Robert Augustus Barnes (November 29, 1808 – April 2, 1892) was a self-made businessman in the St. Louis area. He is best known for his donation which helped found Barnes-Jewish Hospital.

== Life ==
Barnes was born in Washington, D.C., but moved to Louisville, Kentucky at the age of thirteen after the death of his father. He moved to St. Louis in 1830 and began working in a mercantile house. Soon afterwards, he began his own grocery business and held partnerships with prominent St. Louis businessmen. In 1845, he married Louise DeMun. The couple had two children together, although neither child lived past infancy.

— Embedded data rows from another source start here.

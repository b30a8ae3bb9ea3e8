use std::collections::BTreeSet;

use serde::{Deserialize, Serialize};

use crate::replica::ReplicaId;
use crate::rng::DeterministicRng;

/// Fault injection knobs for manifest gossip.
#[derive(Debug, Clone, Copy, PartialEq, Eq, Serialize, Deserialize)]
pub struct FaultConfig {
    /// Maximum delivery delay in rounds.
    pub max_delay_rounds: u8,
    pub drop_rate_percent: u8,
    pub duplicate_rate_percent: u8,
    /// Chance of reversing the batch delivered in one round.
    pub reorder_rate_percent: u8,
    /// Chance per round of isolating or reconnecting a random replica.
    pub partition_rate_percent: u8,
}

impl Default for FaultConfig {
    fn default() -> Self {
        Self {
            max_delay_rounds: 2,
            drop_rate_percent: 5,
            duplicate_rate_percent: 3,
            reorder_rate_percent: 5,
            partition_rate_percent: 2,
        }
    }
}

/// A published log manifest on its way to one peer.
#[derive(Debug, Clone, PartialEq, Eq, Serialize, Deserialize)]
pub struct NetworkMessage {
    pub from: ReplicaId,
    pub to: ReplicaId,
    /// Address of the sender's log manifest.
    pub manifest: String,
    /// Sender-local publish counter.
    pub seq: u64,
}

#[derive(Debug, Clone, PartialEq, Eq)]
struct PendingMessage {
    deliver_at_round: u64,
    message: NetworkMessage,
}

#[derive(Debug, Clone, Copy, PartialEq, Eq)]
pub struct SendOutcome {
    pub dropped: bool,
    pub duplicated: bool,
    pub delay_rounds: u8,
}

impl SendOutcome {
    const DROPPED: Self = Self {
        dropped: true,
        duplicated: false,
        delay_rounds: 0,
    };
}

#[derive(Debug, Clone, PartialEq, Eq)]
pub struct DeliverOutcome {
    pub delivered: Vec<NetworkMessage>,
    pub reordered: bool,
}

/// Deterministic lossy network between replicas.
///
/// Messages to or from an isolated replica are dropped at send time.
#[derive(Debug, Clone, PartialEq, Eq)]
pub struct SimulatedNetwork {
    pending: Vec<PendingMessage>,
    partitioned: BTreeSet<ReplicaId>,
    fault: FaultConfig,
}

impl SimulatedNetwork {
    #[must_use]
    pub const fn new(fault: FaultConfig) -> Self {
        Self {
            pending: Vec::new(),
            partitioned: BTreeSet::new(),
            fault,
        }
    }

    #[must_use]
    pub const fn fault_config(&self) -> FaultConfig {
        self.fault
    }

    pub fn set_partitioned(&mut self, replica: ReplicaId, isolated: bool) {
        if isolated {
            self.partitioned.insert(replica);
        } else {
            self.partitioned.remove(&replica);
        }
    }

    #[must_use]
    pub fn is_partitioned(&self, replica: ReplicaId) -> bool {
        self.partitioned.contains(&replica)
    }

    /// Reconnect every isolated replica.
    pub fn heal(&mut self) {
        self.partitioned.clear();
    }

    #[must_use]
    pub fn pending_len(&self) -> usize {
        self.pending.len()
    }

    #[must_use]
    pub fn send(
        &mut self,
        message: &NetworkMessage,
        round: u64,
        rng: &mut DeterministicRng,
    ) -> SendOutcome {
        if self.is_partitioned(message.from) || self.is_partitioned(message.to) {
            return SendOutcome::DROPPED;
        }
        if rng.hit_rate_percent(self.fault.drop_rate_percent) {
            return SendOutcome::DROPPED;
        }

        let delay_bound = u64::from(self.fault.max_delay_rounds).saturating_add(1);
        let delay = u8::try_from(rng.next_bounded(delay_bound)).unwrap_or(self.fault.max_delay_rounds);
        let deliver_at_round = round.saturating_add(u64::from(delay));

        self.pending.push(PendingMessage {
            deliver_at_round,
            message: message.clone(),
        });
        let duplicated = rng.hit_rate_percent(self.fault.duplicate_rate_percent);
        if duplicated {
            self.pending.push(PendingMessage {
                deliver_at_round,
                message: message.clone(),
            });
        }

        SendOutcome {
            dropped: false,
            duplicated,
            delay_rounds: delay,
        }
    }

    /// Take every message due by `round`, oldest send first unless reordered.
    #[must_use]
    pub fn deliver_ready(&mut self, round: u64, rng: &mut DeterministicRng) -> DeliverOutcome {
        let (ready, future): (Vec<_>, Vec<_>) = self
            .pending
            .drain(..)
            .partition(|p| p.deliver_at_round <= round);
        self.pending = future;

        let mut delivered: Vec<NetworkMessage> = ready.into_iter().map(|p| p.message).collect();
        let reordered =
            delivered.len() > 1 && rng.hit_rate_percent(self.fault.reorder_rate_percent);
        if reordered {
            delivered.reverse();
        }

        DeliverOutcome {
            delivered,
            reordered,
        }
    }

    /// Deliver everything still in flight regardless of delay.
    #[must_use]
    pub fn drain(&mut self, rng: &mut DeterministicRng) -> DeliverOutcome {
        self.deliver_ready(u64::MAX, rng)
    }
}

#[cfg(test)]
mod tests {
    use super::*;

    fn message(from: ReplicaId, to: ReplicaId) -> NetworkMessage {
        NetworkMessage {
            from,
            to,
            manifest: format!("blake3:{from}{to}"),
            seq: 0,
        }
    }

    fn lossless() -> FaultConfig {
        FaultConfig {
            max_delay_rounds: 0,
            drop_rate_percent: 0,
            duplicate_rate_percent: 0,
            reorder_rate_percent: 0,
            partition_rate_percent: 0,
        }
    }

    #[test]
    fn lossless_delivers_same_round() {
        let mut net = SimulatedNetwork::new(lossless());
        let mut rng = DeterministicRng::new(1);
        let outcome = net.send(&message(0, 1), 3, &mut rng);
        assert!(!outcome.dropped);
        assert_eq!(net.pending_len(), 1);

        let delivered = net.deliver_ready(3, &mut rng);
        assert_eq!(delivered.delivered, vec![message(0, 1)]);
        assert_eq!(net.pending_len(), 0);
    }

    #[test]
    fn partitioned_replica_drops_both_directions() {
        let mut net = SimulatedNetwork::new(lossless());
        let mut rng = DeterministicRng::new(1);
        net.set_partitioned(1, true);
        assert!(net.send(&message(0, 1), 0, &mut rng).dropped);
        assert!(net.send(&message(1, 2), 0, &mut rng).dropped);
        assert!(!net.send(&message(0, 2), 0, &mut rng).dropped);

        net.heal();
        assert!(!net.is_partitioned(1));
    }

    #[test]
    fn delayed_messages_wait_for_their_round() {
        let mut net = SimulatedNetwork::new(FaultConfig {
            max_delay_rounds: 3,
            ..lossless()
        });
        let mut rng = DeterministicRng::new(5);
        let mut latest = 0;
        for seq in 0..10 {
            let outcome = net.send(&NetworkMessage { seq, ..message(0, 1) }, 0, &mut rng);
            assert!(outcome.delay_rounds <= 3);
            latest = latest.max(outcome.delay_rounds);
        }

        let early = net.deliver_ready(0, &mut rng).delivered.len();
        let rest = net.drain(&mut rng).delivered.len();
        assert_eq!(early + rest, 10);
        assert_eq!(net.pending_len(), 0);
        assert!(latest > 0 || rest == 0);
    }

    #[test]
    fn certain_duplication_enqueues_twice() {
        let mut net = SimulatedNetwork::new(FaultConfig {
            duplicate_rate_percent: 100,
            ..lossless()
        });
        let mut rng = DeterministicRng::new(2);
        assert!(net.send(&message(0, 1), 0, &mut rng).duplicated);
        assert_eq!(net.drain(&mut rng).delivered.len(), 2);
    }

    #[test]
    fn certain_drop_never_enqueues() {
        let mut net = SimulatedNetwork::new(FaultConfig {
            drop_rate_percent: 100,
            ..lossless()
        });
        let mut rng = DeterministicRng::new(2);
        assert!(net.send(&message(0, 1), 0, &mut rng).dropped);
        assert_eq!(net.pending_len(), 0);
    }
}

In the early 1840s, Barnes became the president of the Bank of the State of Missouri. He stayed with the bank for 26 years while simultaneously working as an executive in other St. Louis-based companies, such as the St. Louis Railroad Company.

== Legacy ==
Robert Barnes was a philanthropist during his lifetime, but his greatest contribution came after this death. Because he had no children with whom to leave his fortune, he instead chose to leave a one million dollar bequest in his will for the foundation of a hospital. Barnes wanted to build "a modern general hospital for sick and injured persons, without distinction of creed..." His generosity, together with funds raised from the Jewish community in St. Louis, gave rise to what is now the Barnes-Jewish Hospital in St. Louis, Missouri.